Community-wide cardiovascular prevention program in rural Maine a success
A long-term cardiovascular risk reduction program in Maine that utilized community-wide interventions successfully reduced morbidity and mortality rates, according to a study published in JAMA.
The 40-year observational study involved residents of Franklin County, a rural, low-income population of 22,444 in 1970, and used the preceding decade as a baseline and compared this county to others in Maine as well as state averages, according to the study.
The intervention entailed community-wide programs that targeted hypertension, cholesterol and smoking in addition to diet and physical activity. It was sponsored by several community organizations, including local hospitals and clinicians, according to the study.

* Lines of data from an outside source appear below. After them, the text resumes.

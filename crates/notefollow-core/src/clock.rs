//! Wall-clock access for the boundary layers.
//!
//! The record store and statistics engine never read the system time; callers
//! resolve "now" through a [`Clock`] and a [`TrackingZone`] and pass it in.

use chrono::{DateTime, FixedOffset, NaiveDate, Offset, Utc};

/// Offset of Asia/Tokyo, which has no daylight saving.
pub const JST_OFFSET_SECS: i32 = 9 * 3600;

/// Source of the current instant.
pub trait Clock: Send + Sync {
    fn now(&self) -> DateTime<Utc>;
}

/// Reads the operating system clock.
#[derive(Debug, Clone, Copy, Default)]
pub struct SystemClock;

impl Clock for SystemClock {
    fn now(&self) -> DateTime<Utc> {
        Utc::now()
    }
}

/// Always returns the same instant.
#[derive(Debug, Clone, Copy)]
pub struct FixedClock(pub DateTime<Utc>);

impl Clock for FixedClock {
    fn now(&self) -> DateTime<Utc> {
        self.0
    }
}

/// The fixed timezone that calendar days are counted in.
#[derive(Debug, Clone, Copy, PartialEq, Eq)]
pub struct TrackingZone(FixedOffset);

impl TrackingZone {
    #[must_use]
    pub fn new(offset: FixedOffset) -> Self {
        Self(offset)
    }

    /// Builds a zone from a whole-hour UTC offset; `None` outside -23..=23.
    #[must_use]
    pub fn from_hours(hours: i32) -> Option<Self> {
        hours
            .checked_mul(3600)
            .and_then(FixedOffset::east_opt)
            .map(Self)
    }

    #[must_use]
    pub fn offset(&self) -> FixedOffset {
        self.0
    }

    /// Converts a UTC instant into this zone.
    #[must_use]
    pub fn localize(&self, instant: DateTime<Utc>) -> DateTime<FixedOffset> {
        instant.with_timezone(&self.0)
    }

    /// Calendar day of `instant` in this zone.
    #[must_use]
    pub fn today(&self, instant: DateTime<Utc>) -> NaiveDate {
        self.localize(instant).date_naive()
    }
}

impl Default for TrackingZone {
    fn default() -> Self {
        Self(FixedOffset::east_opt(JST_OFFSET_SECS).unwrap_or(Utc.fix()))
    }
}

#[cfg(test)]
mod tests {
    use super::*;
    use chrono::TimeZone;

    #[test]
    fn default_zone_is_jst() {
        assert_eq!(TrackingZone::default().offset().local_minus_utc(), 9 * 3600);
    }

    #[test]
    fn from_hours_rejects_out_of_range_offsets() {
        assert!(TrackingZone::from_hours(24).is_none());
        assert!(TrackingZone::from_hours(-24).is_none());
        assert!(TrackingZone::from_hours(-5).is_some());
    }

    #[test]
    fn today_rolls_over_at_local_midnight() {
        let zone = TrackingZone::default();
        // 15:30 UTC is 00:30 the next day in Tokyo.
        let instant = chrono::Utc.with_ymd_and_hms(2026, 1, 27, 15, 30, 0).unwrap();
        assert_eq!(
            zone.today(instant),
            NaiveDate::from_ymd_opt(2026, 1, 28).unwrap()
        );
    }

    #[test]
    fn fixed_clock_returns_its_instant() {
        let instant = chrono::Utc.with_ymd_and_hms(2026, 3, 1, 0, 0, 0).unwrap();
        assert_eq!(FixedClock(instant).now(), instant);
    }
}
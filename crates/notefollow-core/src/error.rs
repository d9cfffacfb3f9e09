use thiserror::Error;

/// Errors produced by the dataset codec.
#[derive(Debug, Error)]
pub enum CoreError {
    /// Imported or stored bytes do not have the shape of a dataset.
    #[error("malformed dataset: {reason}")]
    MalformedData { reason: String },

    #[error("failed to encode dataset: {0}")]
    Encode(#[source] serde_json::Error),
}

#[derive(Debug, Error)]
pub enum ConfigError {
    #[error("invalid value for environment variable {var}: {reason}")]
    InvalidEnvVar { var: String, reason: String },
}
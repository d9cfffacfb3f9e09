use std::future::Future;

use notefollow_client::{ClientError, NoteClient};
use notefollow_core::Creator;

/// Where fresh creator profiles come from.
pub trait CreatorSource: Send + Sync {
    fn fetch_creator(
        &self,
        creator_id: &str,
    ) -> impl Future<Output = Result<Creator, ClientError>> + Send;
}

impl CreatorSource for NoteClient {
    fn fetch_creator(
        &self,
        creator_id: &str,
    ) -> impl Future<Output = Result<Creator, ClientError>> + Send {
        NoteClient::fetch_creator(self, creator_id)
    }
}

Over the 40-year study, more than 150,000 individual county resident contacts occurred. As cardiovascular risk factors programs were added, health indicators improved. Specifically:
- Hypertension control improved by 24.7 percent from 1975 to 1978
- Elevated cholesterol control had an absolute increase of 28.5 percent from 1986 to 2010
- Smoking quit rates improved from 48.5 percent to 69.5 percent (1996-2000)
- Hospitalizations per capita were less than expected between 1994 and 2006.
- Franklin was the only Maine county with consistently lower adjusted mortality than predicted over the time periods
“Further studies are needed to assess the generalizability of such programs to other US county populations, especially rural ones, and to other parts of the world,” according to the study.